Car Seat Safety
Q: I'm worried about whether my infant car seat is installed correctly. How can I find out?
A: You're right to be concerned. Research shows that about 85% of car seats aren't installed correctly, according to Gary Smith, M.D., director of the Center for Injury Research and Policy at Children's Hospital in Columbus, OH, and chair of the American Academy of Pediatrics' Committee on Injury, Violence, and Poison Prevention.
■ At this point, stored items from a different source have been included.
//! Tests for the SQLite repositories.

use chrono::{Duration, Utc};

use hearth::store::{
    ChannelRepository, NoteRepository, OutboxRepository, SqliteStore, WhitelistRepository,
    DEFAULT_MAX_RETRIES,
};

async fn store() -> SqliteStore {
    SqliteStore::open_in_memory().await.expect("open store")
}

#[tokio::test]
async fn enqueued_rows_are_due_immediately() {
    let store = store().await;
    let id = store
        .enqueue("whatsapp", "15551234567@s.whatsapp.net", "hello")
        .await
        .expect("enqueue");

    let pending = store.list_pending("whatsapp").await.expect("list");
    assert_eq!(pending.len(), 1);
    let row = &pending[0];
    assert_eq!(row.id, id);
    assert_eq!(row.text, "hello");
    assert_eq!(row.retry_count, 0);
    assert_eq!(row.max_retries, DEFAULT_MAX_RETRIES);
    assert!(store.list_pending("telegram").await.expect("list").is_empty());
}

#[tokio::test]
async fn rescheduled_rows_wait_until_due() {
    let store = store().await.with_max_retries(7);
    let later = store.enqueue("whatsapp", "a", "later").await.expect("enqueue");
    let now = store.enqueue("whatsapp", "b", "now").await.expect("enqueue");

    store
        .mark_retry(later, 1, Utc::now() + Duration::minutes(5))
        .await
        .expect("mark");

    let pending = store.list_pending("whatsapp").await.expect("list");
    assert_eq!(pending.iter().map(|r| r.id).collect::<Vec<_>>(), vec![now]);
    assert_eq!(pending[0].max_retries, 7);
    assert_eq!(store.count_pending("whatsapp").await.expect("count"), 2);

    store
        .mark_retry(later, 2, Utc::now() - Duration::seconds(1))
        .await
        .expect("mark");
    let pending = store.list_pending("whatsapp").await.expect("list");
    let row = pending.iter().find(|r| r.id == later).expect("due again");
    assert_eq!(row.retry_count, 2);
}

#[tokio::test]
async fn acknowledge_removes_the_row() {
    let store = store().await;
    let id = store.enqueue("whatsapp", "a", "bye").await.expect("enqueue");
    store.acknowledge(id).await.expect("ack");
    store.acknowledge(id).await.expect("second ack is a no-op");
    assert_eq!(store.count_pending("whatsapp").await.expect("count"), 0);
}

#[tokio::test]
async fn whitelist_is_per_channel_and_idempotent() {
    let store = store().await;
    assert!(!store.is_whitelisted("whatsapp", "15551234567").await.expect("check"));

    assert!(store.add_to_whitelist("whatsapp", "15551234567").await.expect("add"));
    assert!(!store.add_to_whitelist("whatsapp", "15551234567").await.expect("re-add"));

    assert!(store.is_whitelisted("whatsapp", "15551234567").await.expect("check"));
    assert!(!store.is_whitelisted("telegram", "15551234567").await.expect("check"));
}

#[tokio::test]
async fn last_channel_is_a_single_row() {
    let store = store().await;
    assert!(store.last_channel().await.expect("load").is_none());

    store.save_last_channel("whatsapp", "a@s.whatsapp.net").await.expect("save");
    store.save_last_channel("whatsapp", "b@s.whatsapp.net").await.expect("save");

    let last = store.last_channel().await.expect("load").expect("row");
    assert_eq!(last.channel, "whatsapp");
    assert_eq!(last.user_id, "b@s.whatsapp.net");
}

#[tokio::test]
async fn notes_come_back_newest_first() {
    let store = store().await;
    for note in ["first", "second", "third"] {
        store.save_note("alice", note).await.expect("save");
    }
    store.save_note("bob", "not alice's").await.expect("save");

    let notes = store.recent_notes("alice", 2).await.expect("load");
    let contents: Vec<&str> = notes.iter().map(|n| n.content.as_str()).collect();
    assert_eq!(contents, vec!["third", "second"]);
    assert!(notes.iter().all(|n| n.user_id == "alice"));
}

#[tokio::test]
async fn file_store_survives_reopen() {
    let dir = tempfile::tempdir().expect("tempdir");
    let path = dir.path().join("nested").join("hearth.db");

    let store = SqliteStore::open(&path).await.expect("open");
    store.enqueue("whatsapp", "a", "persisted").await.expect("enqueue");
    store.add_to_whitelist("whatsapp", "15551234567").await.expect("add");
    store.close().await;

    let reopened = SqliteStore::open(&path).await.expect("reopen");
    let pending = reopened.list_pending("whatsapp").await.expect("list");
    assert_eq!(pending.len(), 1);
    assert_eq!(pending[0].text, "persisted");
    assert!(reopened
        .is_whitelisted("whatsapp", "15551234567")
        .await
        .expect("check"));
    reopened.close().await;
}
Dr. Smith says one of the most common problems is seats that don't fit snugly in the vehicle. It shouldn't be able to move back and forth or side to side more than one inch in any direction. Other common mistakes include harnesses that are too loose or are twisted, chest clips that ride too low (they should be at the level of a child's armpit), and forward-facing car seats. Your baby should ride rear-facing in the back seat until he's 1 year old and weighs 20 pounds. Even the new LATCH system (lower anchors and tethers for children) isn't foolproof. Found in most cars made after September 2002, the LATCH system was designed to make installation easier without the use of seat belts, but according to Dr. Smith, it still isn't compatible with certain vehicles. To address installation questions, the National Highway Traffic Safety Administration Web site (www.nhtsa.dot.gov) includes a state-by-state listing of child safety-seat inspection stations. Technicians there will check your car seat at no cost to make sure it's properly installed.